En fait, majorité et opposition se livrent un véritable bras de fer en commission des Pouvoirs locaux. C’est du « donnant-donnant », annonce pourtant Pierre-Yves Dermagne, chef de groupe PS au Parlement wallon. Sauf que personne ne donne vraiment du sien.

Le gouvernement a aussi son lot de projets à formuler mais il requiert une majorité des deux tiers. Rien ne se fera sans l’opposition.

On est mal barré donc. D’autant que pour certaines de ces propositions, c’est déjà foutu. Les prochaines élections régionales ont lieu en mai 2019 et ces dispositions doivent être approuvées au moins un an à l’avance. C’est le cas de la suppression des candidats suppléants et de l’effet dévolutif de la case de tête qui passent à la trappe. Les socialistes n’en veulent pas. Sur le dernier point, ils s’accordent avec Ecolo. Pour eux, supprimer l’effet dévolutif case de tête renforcerait la personnalisation de l’élection et les têtes connues. Le renouvellement politique en prendrait donc un coup.

En fait, seule une mesure devrait passer le printemps: c’est la parité hommes-femmes sur les prochaines listes du scrutin régional. Le mécanisme de la tirette. Le bilan est donc maigre.

Élections

En désespoir de cause, Ecolo, qui n’a pas de droit de vote en commission faute de représenter un groupe parlementaire, y va aussi de ses propositions. Une en particulier sera débattue ce mercredi en plénière, mais on peut déjà dire qu’elle sera rejetée. Il s’agit pourtant d’un débat important qui nous ramène au scrutin de 2014. A l’époque, le Parlement de Wallonie a vécu une crise de trois jours qui a paralysé l’institution. En cause, la composition de la commission des pouvoirs. Elle rendait impossibles les décisions sur les cas litigieux.

En fait, le problème de fond est que le Parlement wallon valide lui-même ses élections. En Europe, c’est le cas seulement dans trois pays: la Belgique, l’Italie et le Luxembourg. La proposition d’Ecolo vise à réformer ce système de contrôle des opérations électorales. Pour qu’un candidat lésé puisse avoir la possibilité de déposer un recours extérieur et indépendant.
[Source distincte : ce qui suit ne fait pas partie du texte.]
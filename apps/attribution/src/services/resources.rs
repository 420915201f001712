//! Create, read, update and delete for enveloped resources

use crate::db::Scope;
use crate::request_context::RequestContext;
use crate::state::AppState;
use crate::{Error, Result};
use dpc_fhir_models::{find_npi, validate_resource, ResourceEnvelope, ResourceType};
use serde_json::{Map, Value};

/// Organizations and practitioners are identified by NPI and must carry one.
fn requires_npi(resource_type: ResourceType) -> bool {
    matches!(
        resource_type,
        ResourceType::Organization | ResourceType::Practitioner
    )
}

fn scope_for<'a>(resource_type: ResourceType, ctx: &'a RequestContext) -> Result<Scope<'a>> {
    if resource_type == ResourceType::Organization {
        Ok(Scope::global())
    } else {
        Ok(Scope::organization(ctx.require_organization()?))
    }
}

fn parse_body(resource_type: ResourceType, body: &[u8]) -> Result<(Map<String, Value>, Option<String>)> {
    let info = validate_resource(resource_type, body)?;
    if !requires_npi(resource_type) {
        return Ok((info, None));
    }
    let npi = find_npi(&info).ok_or_else(|| {
        Error::BadData(format!("{} must have an NPI identifier", resource_type.label()))
    })?;
    Ok((info, Some(npi)))
}

/// Storage failures on writes are reported as unprocessable rather than as
/// server errors; uniqueness conflicts keep their own message.
fn save_failure(resource_type: ResourceType, err: Error) -> Error {
    match err {
        Error::Database(e) => {
            tracing::error!(resource_type = %resource_type, error = %e, "Failed to save resource");
            Error::BadData(format!("Failed to save {}", resource_type.label()))
        }
        other => other,
    }
}

pub async fn get(
    state: &AppState,
    ctx: &RequestContext,
    resource_type: ResourceType,
    id: &str,
) -> Result<ResourceEnvelope> {
    state
        .resources
        .find(resource_type, scope_for(resource_type, ctx)?, id)
        .await?
        .ok_or_else(|| Error::NotFound(format!("{} {} not found", resource_type, id)))
}

pub async fn create(
    state: &AppState,
    ctx: &RequestContext,
    resource_type: ResourceType,
    body: &[u8],
) -> Result<ResourceEnvelope> {
    let (info, npi) = parse_body(resource_type, body)?;
    let envelope = state
        .resources
        .insert(resource_type, scope_for(resource_type, ctx)?, npi.as_deref(), info)
        .await
        .map_err(|e| save_failure(resource_type, e))?;

    tracing::info!(
        resource_type = %resource_type,
        id = %envelope.id,
        request_id = %ctx.request_id,
        "Resource created"
    );
    Ok(envelope)
}

pub async fn update(
    state: &AppState,
    ctx: &RequestContext,
    resource_type: ResourceType,
    id: &str,
    body: &[u8],
) -> Result<ResourceEnvelope> {
    let (info, npi) = parse_body(resource_type, body)?;
    state
        .resources
        .update(resource_type, scope_for(resource_type, ctx)?, id, npi.as_deref(), info)
        .await
        .map_err(|e| save_failure(resource_type, e))?
        .ok_or_else(|| Error::NotFound(format!("{} {} not found", resource_type, id)))
}

pub async fn delete(
    state: &AppState,
    ctx: &RequestContext,
    resource_type: ResourceType,
    id: &str,
) -> Result<()> {
    let deleted = state
        .resources
        .delete(resource_type, scope_for(resource_type, ctx)?, id)
        .await?;
    if !deleted {
        return Err(Error::NotFound(format!("{} {} not found", resource_type, id)));
    }
    tracing::info!(resource_type = %resource_type, id = %id, "Resource deleted");
    Ok(())
}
Le souci, c’est que cette question doit être portée devant le Parlement fédéral. MR et cdH ont voté contre en commission. La proposition passera donc à la trappe alors que beaucoup d’élus s’accordent sur le fond du problème. Mais la Wallonie attend justement un jugement de la Cour européenne des Droits de l’Homme suite à un recours déposé par le PTB en 2014. Le Parti du travail voulait à l’époque recompter les voix. Le gouvernement wallon ne veut pas se désavouer pour le coup et préfère avoir tort la tête haute.

Au-delà de ces propositions précises, c’est toute la gouvernance qui est en jeu. Un enjeu qui mérite qu’on sorte de la logique partisane. Le problème, c’est que la politique est comme elle est. Les deux élections qui approchent ne sont pas étrangère à cette opposition frontale. Dommage, car la population risque de ne pas comprendre alors que la plupart des mesures partent d’une bonne intention.